//! SMB2 protocol constants

use bitflags::bitflags;

/// SMB2 magic as bytes
pub const SMB2_MAGIC: [u8; 4] = [0xFE, b'S', b'M', b'B'];

/// SMB2 header size
pub const SMB2_HEADER_SIZE: usize = 64;

/// StructureSize field of every fixed message part
pub mod structure_size {
    pub const HEADER: u16 = 64;
    pub const ERROR_RESPONSE: u16 = 9;
    pub const NEGOTIATE_REQUEST: u16 = 36;
    pub const NEGOTIATE_RESPONSE: u16 = 65;
    pub const SESSION_SETUP_REQUEST: u16 = 25;
    pub const SESSION_SETUP_RESPONSE: u16 = 9;
    pub const TREE_CONNECT_REQUEST: u16 = 9;
    pub const TREE_CONNECT_RESPONSE: u16 = 16;
    pub const CREATE_REQUEST: u16 = 57;
    pub const CREATE_RESPONSE: u16 = 89;
    pub const CLOSE_REQUEST: u16 = 24;
    pub const CLOSE_RESPONSE: u16 = 60;
    pub const READ_REQUEST: u16 = 49;
    pub const READ_RESPONSE: u16 = 17;
    pub const WRITE_REQUEST: u16 = 49;
    pub const WRITE_RESPONSE: u16 = 17;
    pub const QUERY_DIRECTORY_REQUEST: u16 = 33;
    pub const QUERY_DIRECTORY_RESPONSE: u16 = 9;
    pub const SET_INFO_REQUEST: u16 = 33;
    pub const SET_INFO_RESPONSE: u16 = 2;
}

bitflags! {
    /// Header flags the client reads or sets
    #[derive(Debug, Clone, Copy, PartialEq, Eq)]
    pub struct Smb2HeaderFlags: u32 {
        /// Set on every server reply
        const SERVER_TO_REDIR = 0x0000_0001;
        /// Header carries an async id instead of a tree id
        const ASYNC_COMMAND = 0x0000_0002;
    }
}

bitflags! {
    /// MS-FSCC file attributes; unknown bits are kept as received
    #[derive(Debug, Clone, Copy, PartialEq, Eq)]
    pub struct FileAttributes: u32 {
        const READONLY = 0x0000_0001;
        const HIDDEN = 0x0000_0002;
        const SYSTEM = 0x0000_0004;
        const DIRECTORY = 0x0000_0010;
        const ARCHIVE = 0x0000_0020;
        const NORMAL = 0x0000_0080;
    }
}

bitflags! {
    /// Access mask requested in CREATE
    #[derive(Debug, Clone, Copy, PartialEq, Eq)]
    pub struct DesiredAccess: u32 {
        const FILE_READ_DATA = 0x0000_0001;
        const FILE_WRITE_DATA = 0x0000_0002;
        const FILE_APPEND_DATA = 0x0000_0004;
        const FILE_READ_EA = 0x0000_0008;
        const FILE_WRITE_EA = 0x0000_0010;
        const FILE_READ_ATTRIBUTES = 0x0000_0080;
        const FILE_WRITE_ATTRIBUTES = 0x0000_0100;
        const DELETE = 0x0001_0000;
        const READ_CONTROL = 0x0002_0000;
        const SYNCHRONIZE = 0x0010_0000;
        const GENERIC_WRITE = 0x4000_0000;
        const GENERIC_READ = 0x8000_0000;

        const FILE_GENERIC_READ = Self::FILE_READ_DATA.bits()
            | Self::FILE_READ_EA.bits()
            | Self::FILE_READ_ATTRIBUTES.bits()
            | Self::READ_CONTROL.bits()
            | Self::SYNCHRONIZE.bits();
        const FILE_GENERIC_WRITE = Self::FILE_WRITE_DATA.bits()
            | Self::FILE_APPEND_DATA.bits()
            | Self::FILE_WRITE_EA.bits()
            | Self::FILE_WRITE_ATTRIBUTES.bits()
            | Self::READ_CONTROL.bits()
            | Self::SYNCHRONIZE.bits();
    }
}

bitflags! {
    #[derive(Debug, Clone, Copy, PartialEq, Eq)]
    pub struct ShareAccess: u32 {
        const FILE_SHARE_READ = 0x0000_0001;
        const FILE_SHARE_WRITE = 0x0000_0002;
        const FILE_SHARE_DELETE = 0x0000_0004;
        const FILE_SHARE_ALL = 0x0000_0007;
    }
}

bitflags! {
    #[derive(Debug, Clone, Copy, PartialEq, Eq)]
    pub struct CreateOptions: u32 {
        const FILE_DIRECTORY_FILE = 0x0000_0001;
        const FILE_NON_DIRECTORY_FILE = 0x0000_0040;
    }
}

/// What CREATE does when the target does or does not exist
#[derive(Debug, Clone, Copy, PartialEq, Eq)]
#[repr(u32)]
pub enum CreateDisposition {
    Supersede = 0,
    /// Open only; fails when absent
    Open = 1,
    /// Create only; fails when present
    Create = 2,
    OpenIf = 3,
    Overwrite = 4,
    OverwriteIf = 5,
}

impl TryFrom<u32> for CreateDisposition {
    type Error = crate::Error;

    fn try_from(value: u32) -> Result<Self, Self::Error> {
        Ok(match value {
            0 => Self::Supersede,
            1 => Self::Open,
            2 => Self::Create,
            3 => Self::OpenIf,
            4 => Self::Overwrite,
            5 => Self::OverwriteIf,
            _ => {
                return Err(crate::Error::ParseError(format!(
                    "Invalid create disposition: {}",
                    value
                )))
            }
        })
    }
}

/// CreateAction in a CREATE response
pub mod create_action {
    pub const OPENED: u32 = 0x0000_0001;
}

pub mod impersonation_level {
    pub const IMPERSONATION: u32 = 0x0000_0002;
}

/// The client never requests an oplock
pub mod oplock_level {
    pub const NONE: u8 = 0x00;
}

pub mod query_directory_flags {
    pub const RESTART_SCANS: u8 = 0x01;
}

pub mod share_type {
    pub const DISK: u8 = 0x01;
}

/// SMB2 Commands (opcodes)
#[derive(Debug, Clone, Copy, PartialEq, Eq, Hash)]
#[repr(u16)]
pub enum Smb2Command {
    Negotiate = 0x00,
    SessionSetup = 0x01,
    Logoff = 0x02,
    TreeConnect = 0x03,
    TreeDisconnect = 0x04,
    Create = 0x05,
    Close = 0x06,
    Flush = 0x07,
    Read = 0x08,
    Write = 0x09,
    Lock = 0x0A,
    Ioctl = 0x0B,
    Cancel = 0x0C,
    Echo = 0x0D,
    QueryDirectory = 0x0E,
    ChangeNotify = 0x0F,
    QueryInfo = 0x10,
    SetInfo = 0x11,
    OplockBreak = 0x12,
}

impl TryFrom<u16> for Smb2Command {
    type Error = crate::Error;

    fn try_from(value: u16) -> Result<Self, Self::Error> {
        match value {
            0x00 => Ok(Self::Negotiate),
            0x01 => Ok(Self::SessionSetup),
            0x02 => Ok(Self::Logoff),
            0x03 => Ok(Self::TreeConnect),
            0x04 => Ok(Self::TreeDisconnect),
            0x05 => Ok(Self::Create),
            0x06 => Ok(Self::Close),
            0x07 => Ok(Self::Flush),
            0x08 => Ok(Self::Read),
            0x09 => Ok(Self::Write),
            0x0A => Ok(Self::Lock),
            0x0B => Ok(Self::Ioctl),
            0x0C => Ok(Self::Cancel),
            0x0D => Ok(Self::Echo),
            0x0E => Ok(Self::QueryDirectory),
            0x0F => Ok(Self::ChangeNotify),
            0x10 => Ok(Self::QueryInfo),
            0x11 => Ok(Self::SetInfo),
            0x12 => Ok(Self::OplockBreak),
            _ => Err(crate::Error::InvalidHeader(format!(
                "Invalid SMB2 command: 0x{:04x}",
                value
            ))),
        }
    }
}

bitflags! {
    /// SMB2 negotiate security mode
    #[derive(Debug, Clone, Copy, PartialEq, Eq)]
    pub struct SecurityMode: u16 {
        const SIGNING_ENABLED = 0x0001;
        const SIGNING_REQUIRED = 0x0002;
    }
}

bitflags! {
    /// Capabilities; the client advertises none
    #[derive(Debug, Clone, Copy, PartialEq, Eq)]
    pub struct Smb2Capabilities: u32 {
        const DFS = 0x0000_0001;
        const LARGE_MTU = 0x0000_0004;
    }
}

/// SMB2 dialect versions
#[derive(Debug, Clone, Copy, PartialEq, Eq, PartialOrd, Ord)]
#[repr(u16)]
pub enum Smb2Dialect {
    Smb202 = 0x0202,
    Smb210 = 0x0210,
    Smb300 = 0x0300,
    Smb302 = 0x0302,
    Smb311 = 0x0311,
    /// Multi-protocol negotiate answer
    Wildcard = 0x02FF,
}

impl TryFrom<u16> for Smb2Dialect {
    type Error = crate::Error;

    fn try_from(value: u16) -> Result<Self, Self::Error> {
        match value {
            0x0202 => Ok(Self::Smb202),
            0x0210 => Ok(Self::Smb210),
            0x0300 => Ok(Self::Smb300),
            0x0302 => Ok(Self::Smb302),
            0x0311 => Ok(Self::Smb311),
            0x02FF => Ok(Self::Wildcard),
            _ => Err(crate::Error::ParseError(format!(
                "Unknown SMB2 dialect: 0x{:04x}",
                value
            ))),
        }
    }
}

++++++++++++++++++++

**Required work:** From the data above, pick out each line containing "fails" and copy it.

**Written solution:**
    /// Open only; fails when absent
    /// Create only; fails when present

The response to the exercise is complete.